Beim nächsten Beben wird alles anders
Von Joachim Radkau FAZ.Net
"Dass Japan im Umweltschutz Avantgarde war, aber bisher keine breite Bewegung gegen die Atomkraft hervorgebracht hat, scheint ein Rätsel. Die japanische Umweltbewegung folgte von Anfang an anderen Zielen.
15. März 2011
Als ich vor zwei Jahren in Kyoto war, fand ich auf meinem Hotelzimmer ein Merkblatt mit der Überschrift: „When an earthquake comes, what will you do?“ Tja, was tun, im achten Stock?
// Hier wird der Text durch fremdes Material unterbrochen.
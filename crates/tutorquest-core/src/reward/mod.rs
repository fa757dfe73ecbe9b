//! Converts raw turn outcomes into bandit rewards in [0, 1].
//!
//! The constants here are empirically tuned and kept as-is for behavioural
//! compatibility with existing learner histories.

use serde::{Deserialize, Serialize};

use crate::bandit::HintPolicy;

/// Thumbs feedback on a tutor message.
#[derive(Debug, Clone, Copy, PartialEq, Eq, Hash, Serialize, Deserialize)]
#[serde(rename_all = "lowercase")]
pub enum Thumb {
    Up,
    Down,
}

impl std::str::FromStr for Thumb {
    type Err = String;

    fn from_str(s: &str) -> Result<Self, Self::Err> {
        match s.trim().to_ascii_lowercase().as_str() {
            "up" | "+" | "+1" => Ok(Thumb::Up),
            "down" | "-" | "-1" => Ok(Thumb::Down),
            other => Err(format!("unknown feedback: {other} (expected up or down)")),
        }
    }
}

/// How well the hint policy served this answer.
pub fn hint_effectiveness_reward(
    policy: HintPolicy,
    hint_was_given: bool,
    answer_correct: bool,
    response_time_secs: f64,
    attempt_count: u32,
) -> f64 {
    let reward: f64 = if answer_correct {
        let mut r = 0.6;
        r += if response_time_secs < 60.0 {
            0.2
        } else if response_time_secs < 120.0 {
            0.1
        } else {
            0.0
        };
        r += match attempt_count {
            0 | 1 => 0.2,
            2 => 0.1,
            _ => 0.0,
        };
        if policy == HintPolicy::NoAutomaticHints && hint_was_given {
            r -= 0.1;
        }
        if policy == HintPolicy::LightHints && !hint_was_given {
            r += 0.1;
        }
        r
    } else {
        let mut r = 0.2;
        match policy {
            HintPolicy::FullHints if hint_was_given => r -= 0.1,
            HintPolicy::LightHints if hint_was_given => r -= 0.05,
            // The policy starved a struggling learner.
            HintPolicy::NoAutomaticHints if !hint_was_given => r -= 0.1,
            _ => {}
        }
        r
    };
    reward.clamp(0.0, 1.0)
}

/// Reward for the quiz difficulty in effect.
pub fn quiz_difficulty_reward(answer_correct: bool, response_time_secs: f64) -> f64 {
    if response_time_secs <= 120.0 {
        if answer_correct {
            1.0
        } else {
            0.3
        }
    } else if response_time_secs <= 180.0 {
        0.5
    } else {
        0.0
    }
}

/// Reward for the question depth in effect (Socratic mini-questions).
pub fn question_depth_reward(answer_correct: bool, response_time_secs: f64, disengaged: bool) -> f64 {
    if answer_correct {
        if response_time_secs < 90.0 {
            1.0
        } else if response_time_secs < 180.0 {
            0.7
        } else {
            0.4
        }
    } else if disengaged {
        0.1
    } else {
        0.4
    }
}

pub fn user_feedback_reward(thumb: Thumb) -> f64 {
    match thumb {
        Thumb::Up => 1.0,
        Thumb::Down => 0.0,
    }
}
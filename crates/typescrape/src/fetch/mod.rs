//! Page fetching: URL in, HTML document text out.
//!
//! The scraper only sees the [`PageSource`] trait. [`HttpSource`] talks to
//! the network (with [`retry`]), [`DiskCache`] memoizes any source on disk,
//! and [`MemorySource`] serves fixed pages for tests and offline runs.

pub mod cache;
pub mod http;
pub mod retry;

pub use cache::DiskCache;
pub use http::HttpSource;
pub use retry::{retry, RetryPolicy};

use crate::error::FetchError;
use async_trait::async_trait;
use dashmap::DashMap;
use std::collections::HashMap;
use std::sync::atomic::{AtomicUsize, Ordering};
use url::Url;

/// Anything that can turn a URL into an HTML document.
#[async_trait]
pub trait PageSource: Send + Sync {
    async fn fetch(&self, url: &Url) -> Result<String, FetchError>;
}

/// Fixed set of pages held in memory, counting every fetch.
#[derive(Debug, Default)]
pub struct MemorySource {
    pages: HashMap<String, String>,
    total: AtomicUsize,
    per_url: DashMap<String, usize>,
}

impl MemorySource {
    pub fn new() -> Self {
        Self::default()
    }

    /// Register `body` under `url`.
    pub fn with_page(mut self, url: &str, body: impl Into<String>) -> Self {
        self.pages.insert(url.to_string(), body.into());
        self
    }

    /// Total number of fetches served (hits and misses).
    pub fn fetch_count(&self) -> usize {
        self.total.load(Ordering::SeqCst)
    }

    /// Number of fetches for one URL.
    pub fn fetches_of(&self, url: &str) -> usize {
        self.per_url.get(url).map(|n| *n).unwrap_or(0)
    }
}

#[async_trait]
impl PageSource for MemorySource {
    async fn fetch(&self, url: &Url) -> Result<String, FetchError> {
        self.total.fetch_add(1, Ordering::SeqCst);
        *self.per_url.entry(url.to_string()).or_insert(0) += 1;
        self.pages
            .get(url.as_str())
            .cloned()
            .ok_or_else(|| FetchError::Missing {
                url: url.to_string(),
            })
    }
}
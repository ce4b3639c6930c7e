//! Type classifier: `Type: ...` text to a [`TypeDescriptor`].
//!
//! The fixed grammar of primitive and composite spellings is parsed into a
//! closed [`TypeText`] value first; everything outside it names a nested
//! type page, which is resolved (at most once per session) by scraping the
//! linked page.

use crate::error::ScrapeError;
use crate::fetch::PageSource;
use crate::schema::{ScalarKind, TypeDescriptor};
use crate::scrape::dom::TypeLine;
use crate::scrape::scrape_page;
use crate::session::Session;
use futures::future::BoxFuture;
use tracing::debug;
use url::Url;

/// Container prefix of a type spelling.
#[derive(Debug, Clone, Copy, PartialEq, Eq)]
pub enum Shape {
    Bare,
    /// `Array of ...`
    Array,
    /// `Object of ...`
    Object,
}

impl Shape {
    pub fn wrap(self, inner: TypeDescriptor) -> TypeDescriptor {
        match self {
            Self::Bare => inner,
            Self::Array => TypeDescriptor::list(inner),
            Self::Object => TypeDescriptor::record(inner),
        }
    }
}

/// Parsed form of a type spelling.
#[derive(Debug, Clone, PartialEq)]
pub enum TypeText<'a> {
    /// `Integer`, `Array of String`, `Object of Boolean`, ...
    Primitive(Shape, ScalarKind),
    /// `Object`, `Array of Array`, ... (fixed composite shapes of `Json`).
    Composite(TypeDescriptor),
    /// A nested type page; `name` is the final token of the text.
    Named { shape: Shape, name: &'a str },
}

/// Parse trimmed, case-sensitive type text against the fixed grammar.
pub fn parse_type_text(text: &str) -> TypeText<'_> {
    use ScalarKind::*;

    let text = text.trim();
    let (shape, rest) = if let Some(rest) = text.strip_prefix("Array of ") {
        (Shape::Array, rest)
    } else if let Some(rest) = text.strip_prefix("Object of ") {
        (Shape::Object, rest)
    } else {
        (Shape::Bare, text)
    };

    let json = || TypeDescriptor::Scalar(Json);
    match (shape, rest) {
        (Shape::Bare | Shape::Object, "Object") => TypeText::Composite(TypeDescriptor::record(json())),
        (Shape::Object, "Array") => TypeText::Composite(TypeDescriptor::record(TypeDescriptor::list(json()))),
        (Shape::Array, "Array") => TypeText::Composite(TypeDescriptor::list(TypeDescriptor::list(json()))),
        (Shape::Array, "Object") => TypeText::Composite(TypeDescriptor::list(TypeDescriptor::record(json()))),
        (_, "Integer" | "Number") => TypeText::Primitive(shape, Number),
        (_, "String") => TypeText::Primitive(shape, String),
        (_, "Boolean") => TypeText::Primitive(shape, Boolean),
        (_, "Json") => TypeText::Primitive(shape, Json),
        _ => TypeText::Named {
            shape,
            name: text.split_whitespace().last().unwrap_or(text),
        },
    }
}

/// Classify one type line found on the page at `page_url`.
///
/// Named types must carry a link. The first reference to a name within the
/// session marks it resolved, scrapes the linked page and stores the result
/// under the name used here; later references return the `Ref` directly.
pub fn classify<'a>(
    session: &'a mut Session,
    source: &'a dyn PageSource,
    page_url: &'a Url,
    line: &'a TypeLine,
) -> BoxFuture<'a, Result<TypeDescriptor, ScrapeError>> {
    Box::pin(async move {
        let (shape, name) = match parse_type_text(&line.text) {
            TypeText::Primitive(shape, kind) => return Ok(shape.wrap(TypeDescriptor::Scalar(kind))),
            TypeText::Composite(ty) => return Ok(ty),
            TypeText::Named { shape, name } => (shape, name),
        };

        let href = line.href.as_deref().ok_or_else(|| ScrapeError::UnlinkedType {
            url: page_url.to_string(),
            text: line.text.clone(),
        })?;

        if session.is_resolved(name) {
            debug!(name, "nested type already resolved in this session");
            return Ok(shape.wrap(TypeDescriptor::Ref(name.to_string())));
        }

        let link = page_url.join(href).map_err(|source| ScrapeError::InvalidUrl {
            url: page_url.to_string(),
            href: href.to_string(),
            source,
        })?;

        session.mark_resolved(name, link.clone());
        let mut schema = scrape_page(session, source, &link).await?;
        schema.name = name.to_string();
        session.store(name, schema);

        Ok(shape.wrap(TypeDescriptor::Ref(name.to_string())))
    })
}

#[cfg(test)]
mod tests {
    use super::*;
    use crate::fetch::MemorySource;
    use ScalarKind::*;

    fn scalar(kind: ScalarKind) -> TypeDescriptor {
        TypeDescriptor::Scalar(kind)
    }

    fn list(inner: TypeDescriptor) -> TypeDescriptor {
        TypeDescriptor::list(inner)
    }

    fn record(inner: TypeDescriptor) -> TypeDescriptor {
        TypeDescriptor::record(inner)
    }

    async fn classify_text(text: &str) -> Result<TypeDescriptor, ScrapeError> {
        let url = Url::parse("https://docs.example.com/reference/page.html").unwrap();
        let mut session = Session::new(url.clone());
        let source = MemorySource::new();
        let line = TypeLine {
            text: text.to_string(),
            href: None,
        };
        classify(&mut session, &source, &url, &line).await
    }

    #[tokio::test]
    async fn test_grammar_table() {
        let table = vec![
            ("Integer", scalar(Number)),
            ("Number", scalar(Number)),
            ("Array of Integer", list(scalar(Number))),
            ("Array of Number", list(scalar(Number))),
            ("Object of Integer", record(scalar(Number))),
            ("Object of Number", record(scalar(Number))),
            ("String", scalar(String)),
            ("Array of String", list(scalar(String))),
            ("Object of String", record(scalar(String))),
            ("Boolean", scalar(Boolean)),
            ("Array of Boolean", list(scalar(Boolean))),
            ("Object of Boolean", record(scalar(Boolean))),
            ("Json", scalar(Json)),
            ("Array of Json", list(scalar(Json))),
            ("Object of Json", record(scalar(Json))),
            ("Object", record(scalar(Json))),
            ("Object of Object", record(scalar(Json))),
            ("Object of Array", record(list(scalar(Json)))),
            ("Array of Array", list(list(scalar(Json)))),
            ("Array of Object", list(record(scalar(Json)))),
        ];

        for (text, expected) in table {
            assert_eq!(classify_text(text).await.unwrap(), expected, "type text {text:?}");
        }
    }

    #[tokio::test]
    async fn test_text_is_trimmed() {
        assert_eq!(
            classify_text("  Array of String \n").await.unwrap(),
            list(scalar(String))
        );
    }

    #[tokio::test]
    async fn test_grammar_is_case_sensitive() {
        let err = classify_text("string").await.unwrap_err();
        assert!(matches!(err, ScrapeError::UnlinkedType { .. }));
    }

    #[tokio::test]
    async fn test_named_type_without_link_fails() {
        let err = classify_text("Array of Tag").await.unwrap_err();
        match err {
            ScrapeError::UnlinkedType { text, url } => {
                assert_eq!(text, "Array of Tag");
                assert!(url.ends_with("page.html"));
            }
            other => panic!("unexpected error: {other}"),
        }
    }

    #[test]
    fn test_parse_named() {
        assert_eq!(
            parse_type_text("Array of LoggingConfiguration"),
            TypeText::Named {
                shape: Shape::Array,
                name: "LoggingConfiguration"
            }
        );
        assert_eq!(
            parse_type_text("Object of Rule"),
            TypeText::Named {
                shape: Shape::Object,
                name: "Rule"
            }
        );
        assert_eq!(
            parse_type_text("Demo Retention Policy"),
            TypeText::Named {
                shape: Shape::Bare,
                name: "Policy"
            }
        );
    }

    #[tokio::test]
    async fn test_resolved_name_is_not_fetched_again() {
        let url = Url::parse("https://docs.example.com/reference/page.html").unwrap();
        let mut session = Session::new(url.clone());
        session.mark_resolved(
            "Tag",
            Url::parse("https://docs.example.com/reference/tag.html").unwrap(),
        );
        let source = MemorySource::new();
        let line = TypeLine {
            text: "Object of Tag".to_string(),
            href: Some("tag.html".to_string()),
        };

        let ty = classify(&mut session, &source, &url, &line).await.unwrap();
        assert_eq!(ty, record(TypeDescriptor::Ref("Tag".to_string())));
        assert_eq!(source.fetch_count(), 0);
    }

    #[tokio::test]
    async fn test_nested_page_stored_under_display_name() {
        let url = Url::parse("https://docs.example.com/reference/page.html").unwrap();
        let source = MemorySource::new().with_page(
            "https://docs.example.com/reference/aws-properties-demo-tag.html",
            "<h1>AWS Demo Resource Tag</h1><p>A key-value pair.</p>",
        );
        let mut session = Session::new(url.clone());
        let line = TypeLine {
            text: "Label".to_string(),
            href: Some("aws-properties-demo-tag.html".to_string()),
        };

        let ty = classify(&mut session, &source, &url, &line).await.unwrap();
        assert_eq!(ty, TypeDescriptor::Ref("Label".to_string()));
        let stored = session.get("Label").unwrap();
        assert_eq!(stored.name, "Label");
        assert_eq!(
            stored.link,
            "https://docs.example.com/reference/aws-properties-demo-tag.html"
        );
    }
}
Als Historiker überraschte mich am meisten der Anfang, der von einem seismologischen Geschichtsbewusstsein zeugte: „Der 1. September ist der Tag der Katastrophen-Prävention. An diesem Tag ereignete sich das große Erdbeben in der Kanto-Region vom 1. September 1923.“
Und mit brutaler Offenheit folgte der Hinweis, es sei ein neues großes Erdbeben in dieser Region „zwischen dem Anfang und der Mitte des 21. Jahrhunderts zu erwarten“. Ich fragte einen japanischen Kollegen, ob das Hotel erdbebensicher sei. Der erwiderte, nach jedem zerstörerischen Beben werde versichert, jetzt wisse man besser Bescheid als früher. Diese Zuversicht dauere bis zum nächsten großen Beben.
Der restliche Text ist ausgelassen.